-- ABOUT THIS EXERCISE --
Line by line, retype the material below exactly, from its first line up to and including the one holding "pub struct IntersectionController".
BEGIN
use std::collections::HashMap;
use std::sync::{Arc, Mutex};
use tokio::time::{sleep, Duration};

use crate::shared_data::{Direction, SignalPlan};

/// Runs one intersection through its current plan, second by second.
#[derive(Debug, Clone)]
pub struct IntersectionController {
    pub plan: SignalPlan,
    pub elapsed_in_cycle: f64,
}

impl IntersectionController {
    pub fn new(plan: SignalPlan) -> Self {
        Self {
            plan,
            elapsed_in_cycle: 0.0,
        }
    }

    // Advances the cycle clock, wrapping at the end of the cycle.
    pub fn update(&mut self, seconds: f64) {
        if self.plan.cycle_time <= 0.0 {
            return;
        }
        self.elapsed_in_cycle = (self.elapsed_in_cycle + seconds).rem_euclid(self.plan.cycle_time);
    }

    /// Direction holding the green `t` seconds into the cycle (wrapped).
    pub fn green_direction_at(&self, t: f64) -> Option<&Direction> {
        if self.plan.cycle_time <= 0.0 {
            return None;
        }
        let offset = t.rem_euclid(self.plan.cycle_time);
        self.plan
            .phases
            .iter()
            .find(|phase| offset >= phase.start && offset < phase.end())
            .map(|phase| &phase.direction)
    }

    pub fn current_direction(&self) -> Option<&Direction> {
        self.green_direction_at(self.elapsed_in_cycle)
    }

    // Swaps in a new plan, keeping the position within the cycle when it still fits.
    pub fn replace_plan(&mut self, plan: SignalPlan) {
        if plan.cycle_time > 0.0 {
            self.elapsed_in_cycle = self.elapsed_in_cycle.rem_euclid(plan.cycle_time);
        } else {
            self.elapsed_in_cycle = 0.0;
        }
        log::info!(
            "Intersection {} switching to plan from t={} ({} phases over {:.2}s)",
            plan.intersection,
            plan.timestamp,
            plan.phases.len(),
            plan.cycle_time
        );
        self.plan = plan;
    }
}

/// Latest signal plan per intersection, keyed by intersection name.
#[derive(Debug, Default)]
pub struct TrafficLightController {
    pub controllers: HashMap<String, IntersectionController>,
}

impl TrafficLightController {
    pub fn new() -> Self {
        Self::default()
    }

    /// Installs `plan`, replacing whatever the intersection ran before.
    /// Plans older than the one already installed are ignored.
    pub fn apply_plan(&mut self, plan: SignalPlan) {
        match self.controllers.get_mut(&plan.intersection) {
            Some(ctrl) => {
                if plan.timestamp < ctrl.plan.timestamp {
                    log::debug!(
                        "Ignoring stale plan for {} (t={} < t={})",
                        plan.intersection,
                        plan.timestamp,
                        ctrl.plan.timestamp
                    );
                    return;
                }
                ctrl.replace_plan(plan);
            }
            None => {
                log::info!("Intersection {} now under plan control", plan.intersection);
                self.controllers
                    .insert(plan.intersection.clone(), IntersectionController::new(plan));
            }
        }
    }

    pub fn plan_for(&self, intersection: &str) -> Option<&SignalPlan> {
        self.controllers.get(intersection).map(|ctrl| &ctrl.plan)
    }

    pub fn green_direction_at(&self, intersection: &str, t: f64) -> Option<&Direction> {
        self.controllers.get(intersection)?.green_direction_at(t)
    }

    pub fn current_green(&self, intersection: &str) -> Option<&Direction> {
        self.controllers.get(intersection)?.current_direction()
    }

    pub fn update_all(&mut self, seconds: f64) {
        for controller in self.controllers.values_mut() {
            controller.update(seconds);
        }
    }

    /// Advances every intersection's cycle clock once per second.
    /// Stops if the controller lock is poisoned.
    pub async fn run_update_loop(controller: Arc<Mutex<Self>>) {
        loop {
            {
                let mut ctrl = match controller.lock() {
                    Ok(ctrl) => ctrl,
                    Err(_) => {
                        log::error!("Controller lock poisoned, stopping update loop");
                        return;
                    }
                };
                ctrl.update_all(1.0);
                for (intersection, state) in &ctrl.controllers {
                    if let Some(direction) = state.current_direction() {
                        log::debug!(
                            "[{}] {:.0}s into cycle, green: {}",
                            intersection,
                            state.elapsed_in_cycle,
                            direction
                        );
                    }
                }
            }
            sleep(Duration::from_secs(1)).await;
        }
    }
}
END
-- RESULT OF THIS TASK --
use std::collections::HashMap;
use std::sync::{Arc, Mutex};
use tokio::time::{sleep, Duration};

use crate::shared_data::{Direction, SignalPlan};

/// Runs one intersection through its current plan, second by second.
#[derive(Debug, Clone)]
pub struct IntersectionController {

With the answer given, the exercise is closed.